Data extract:

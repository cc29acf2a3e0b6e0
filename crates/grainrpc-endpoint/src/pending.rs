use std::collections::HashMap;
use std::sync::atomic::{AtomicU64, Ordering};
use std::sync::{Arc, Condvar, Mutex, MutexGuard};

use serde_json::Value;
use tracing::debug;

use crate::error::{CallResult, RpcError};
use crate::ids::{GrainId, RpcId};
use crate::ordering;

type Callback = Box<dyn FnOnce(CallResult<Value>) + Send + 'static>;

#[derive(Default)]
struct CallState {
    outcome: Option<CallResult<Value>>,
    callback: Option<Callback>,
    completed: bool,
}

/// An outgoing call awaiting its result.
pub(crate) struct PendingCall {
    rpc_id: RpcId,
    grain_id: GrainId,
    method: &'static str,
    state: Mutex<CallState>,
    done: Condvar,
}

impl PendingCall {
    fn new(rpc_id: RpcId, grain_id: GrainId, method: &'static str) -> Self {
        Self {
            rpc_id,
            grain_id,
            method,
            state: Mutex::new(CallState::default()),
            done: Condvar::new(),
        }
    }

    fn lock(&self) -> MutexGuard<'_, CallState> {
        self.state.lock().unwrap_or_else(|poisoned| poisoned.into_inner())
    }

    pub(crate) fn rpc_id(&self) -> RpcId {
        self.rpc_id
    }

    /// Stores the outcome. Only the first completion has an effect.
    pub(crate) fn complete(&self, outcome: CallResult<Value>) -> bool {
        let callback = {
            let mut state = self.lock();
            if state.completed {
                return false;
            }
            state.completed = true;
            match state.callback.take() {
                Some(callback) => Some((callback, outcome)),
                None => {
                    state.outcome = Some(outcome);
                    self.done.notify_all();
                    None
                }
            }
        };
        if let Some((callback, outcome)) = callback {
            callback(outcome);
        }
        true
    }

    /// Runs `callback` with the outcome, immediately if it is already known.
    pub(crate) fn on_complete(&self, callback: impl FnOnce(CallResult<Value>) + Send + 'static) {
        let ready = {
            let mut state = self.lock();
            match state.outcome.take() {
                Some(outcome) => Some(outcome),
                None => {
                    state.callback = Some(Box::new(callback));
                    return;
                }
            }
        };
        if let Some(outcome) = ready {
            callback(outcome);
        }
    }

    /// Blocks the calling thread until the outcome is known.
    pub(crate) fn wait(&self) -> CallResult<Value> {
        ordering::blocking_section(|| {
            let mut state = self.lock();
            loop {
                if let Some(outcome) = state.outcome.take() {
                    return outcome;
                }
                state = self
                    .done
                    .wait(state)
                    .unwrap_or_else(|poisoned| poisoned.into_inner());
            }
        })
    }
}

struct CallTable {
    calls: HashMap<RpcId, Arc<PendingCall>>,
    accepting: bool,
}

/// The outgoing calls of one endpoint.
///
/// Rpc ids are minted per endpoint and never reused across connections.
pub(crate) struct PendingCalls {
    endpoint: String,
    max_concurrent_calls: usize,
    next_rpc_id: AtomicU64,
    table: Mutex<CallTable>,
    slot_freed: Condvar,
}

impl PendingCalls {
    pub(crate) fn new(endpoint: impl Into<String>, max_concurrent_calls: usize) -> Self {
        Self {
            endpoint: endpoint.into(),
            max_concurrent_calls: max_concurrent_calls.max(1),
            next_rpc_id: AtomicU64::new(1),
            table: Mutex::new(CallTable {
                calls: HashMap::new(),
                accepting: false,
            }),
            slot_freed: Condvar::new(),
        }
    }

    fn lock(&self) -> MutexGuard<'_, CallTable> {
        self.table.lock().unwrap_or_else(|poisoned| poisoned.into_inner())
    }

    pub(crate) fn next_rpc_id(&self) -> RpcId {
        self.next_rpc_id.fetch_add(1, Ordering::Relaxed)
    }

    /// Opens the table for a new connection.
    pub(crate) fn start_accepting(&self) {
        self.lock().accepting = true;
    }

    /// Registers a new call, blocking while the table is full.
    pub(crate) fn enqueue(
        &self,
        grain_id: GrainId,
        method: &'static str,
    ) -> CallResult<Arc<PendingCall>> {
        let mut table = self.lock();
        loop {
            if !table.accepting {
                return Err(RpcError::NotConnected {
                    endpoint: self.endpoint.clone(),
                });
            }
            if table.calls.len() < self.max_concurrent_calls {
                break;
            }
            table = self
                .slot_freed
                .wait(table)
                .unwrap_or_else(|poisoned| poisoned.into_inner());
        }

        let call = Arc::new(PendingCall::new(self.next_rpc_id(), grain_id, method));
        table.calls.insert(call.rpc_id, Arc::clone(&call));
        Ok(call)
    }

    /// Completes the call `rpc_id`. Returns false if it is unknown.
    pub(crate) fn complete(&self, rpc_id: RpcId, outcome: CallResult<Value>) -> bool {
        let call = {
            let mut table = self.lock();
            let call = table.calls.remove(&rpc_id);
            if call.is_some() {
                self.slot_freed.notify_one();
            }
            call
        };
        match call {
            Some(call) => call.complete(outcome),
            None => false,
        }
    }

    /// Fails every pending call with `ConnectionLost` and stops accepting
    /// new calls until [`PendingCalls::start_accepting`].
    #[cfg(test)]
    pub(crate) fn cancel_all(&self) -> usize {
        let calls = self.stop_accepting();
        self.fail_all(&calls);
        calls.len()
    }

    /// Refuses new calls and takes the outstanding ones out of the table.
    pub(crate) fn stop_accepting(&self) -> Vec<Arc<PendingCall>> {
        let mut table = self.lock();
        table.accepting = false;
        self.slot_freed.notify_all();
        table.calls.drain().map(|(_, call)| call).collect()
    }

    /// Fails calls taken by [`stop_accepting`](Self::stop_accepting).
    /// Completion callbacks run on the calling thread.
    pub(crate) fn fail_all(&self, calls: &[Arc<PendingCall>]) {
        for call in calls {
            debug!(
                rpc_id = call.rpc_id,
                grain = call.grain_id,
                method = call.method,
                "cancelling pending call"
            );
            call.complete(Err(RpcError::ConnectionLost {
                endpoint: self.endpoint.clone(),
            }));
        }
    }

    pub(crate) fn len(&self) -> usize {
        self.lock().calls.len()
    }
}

==

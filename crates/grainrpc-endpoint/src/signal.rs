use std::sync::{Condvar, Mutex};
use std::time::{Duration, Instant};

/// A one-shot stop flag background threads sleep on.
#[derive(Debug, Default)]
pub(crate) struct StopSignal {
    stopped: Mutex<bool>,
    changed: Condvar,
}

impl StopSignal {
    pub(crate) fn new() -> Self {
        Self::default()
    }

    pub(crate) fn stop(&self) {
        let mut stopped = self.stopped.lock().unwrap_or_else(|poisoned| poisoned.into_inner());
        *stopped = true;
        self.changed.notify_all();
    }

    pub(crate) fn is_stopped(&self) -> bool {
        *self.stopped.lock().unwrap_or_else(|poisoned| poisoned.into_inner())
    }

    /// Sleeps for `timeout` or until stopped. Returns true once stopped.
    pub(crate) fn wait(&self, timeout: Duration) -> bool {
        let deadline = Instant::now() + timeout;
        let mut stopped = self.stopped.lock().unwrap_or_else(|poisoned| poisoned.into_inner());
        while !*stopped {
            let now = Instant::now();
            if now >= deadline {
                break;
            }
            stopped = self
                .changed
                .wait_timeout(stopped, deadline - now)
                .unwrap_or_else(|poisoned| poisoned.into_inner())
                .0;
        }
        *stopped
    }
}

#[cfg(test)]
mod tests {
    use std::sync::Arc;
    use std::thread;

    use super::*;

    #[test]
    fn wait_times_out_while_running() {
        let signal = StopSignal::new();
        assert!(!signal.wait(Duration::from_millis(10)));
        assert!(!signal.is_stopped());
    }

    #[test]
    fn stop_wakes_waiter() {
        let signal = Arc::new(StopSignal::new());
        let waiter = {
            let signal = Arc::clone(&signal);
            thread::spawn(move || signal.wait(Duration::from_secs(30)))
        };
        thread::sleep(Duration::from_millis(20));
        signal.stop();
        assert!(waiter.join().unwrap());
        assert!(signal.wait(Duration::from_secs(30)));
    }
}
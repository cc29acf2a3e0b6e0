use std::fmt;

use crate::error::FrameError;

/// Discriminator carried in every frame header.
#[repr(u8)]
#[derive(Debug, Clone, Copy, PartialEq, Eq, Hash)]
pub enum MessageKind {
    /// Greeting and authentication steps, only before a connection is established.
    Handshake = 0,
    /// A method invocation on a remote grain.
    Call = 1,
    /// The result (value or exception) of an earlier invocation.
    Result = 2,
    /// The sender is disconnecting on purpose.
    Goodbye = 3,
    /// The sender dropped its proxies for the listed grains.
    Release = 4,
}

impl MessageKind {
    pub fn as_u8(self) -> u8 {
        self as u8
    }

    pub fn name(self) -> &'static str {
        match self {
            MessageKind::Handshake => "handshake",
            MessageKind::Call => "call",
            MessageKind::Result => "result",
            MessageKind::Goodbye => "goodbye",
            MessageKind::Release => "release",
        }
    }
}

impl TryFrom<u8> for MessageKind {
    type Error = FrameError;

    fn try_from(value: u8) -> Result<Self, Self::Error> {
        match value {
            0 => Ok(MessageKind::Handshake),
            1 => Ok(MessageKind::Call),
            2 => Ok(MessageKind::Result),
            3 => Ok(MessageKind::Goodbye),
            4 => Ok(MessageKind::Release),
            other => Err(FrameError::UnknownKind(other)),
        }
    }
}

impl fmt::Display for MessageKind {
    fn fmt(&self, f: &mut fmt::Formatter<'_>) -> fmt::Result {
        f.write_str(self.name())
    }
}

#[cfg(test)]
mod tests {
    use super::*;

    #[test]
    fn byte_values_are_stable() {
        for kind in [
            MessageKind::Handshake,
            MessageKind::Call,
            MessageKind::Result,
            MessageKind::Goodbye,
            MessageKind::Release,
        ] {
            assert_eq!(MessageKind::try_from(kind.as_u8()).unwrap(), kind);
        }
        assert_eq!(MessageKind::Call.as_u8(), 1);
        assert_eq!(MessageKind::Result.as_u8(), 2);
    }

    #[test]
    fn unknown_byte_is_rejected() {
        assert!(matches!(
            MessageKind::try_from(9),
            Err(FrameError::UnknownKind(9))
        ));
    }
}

Task description: Starting at the line above that contains "disconnecting on purpose.", write out each line exactly until the line that contains "pub fn name(self)" has been written, and stop there.

Solution:
    /// The sender is disconnecting on purpose.
    Goodbye = 3,
    /// The sender dropped its proxies for the listed grains.
    Release = 4,
}

impl MessageKind {
    pub fn as_u8(self) -> u8 {
        self as u8
    }

    pub fn name(self) -> &'static str {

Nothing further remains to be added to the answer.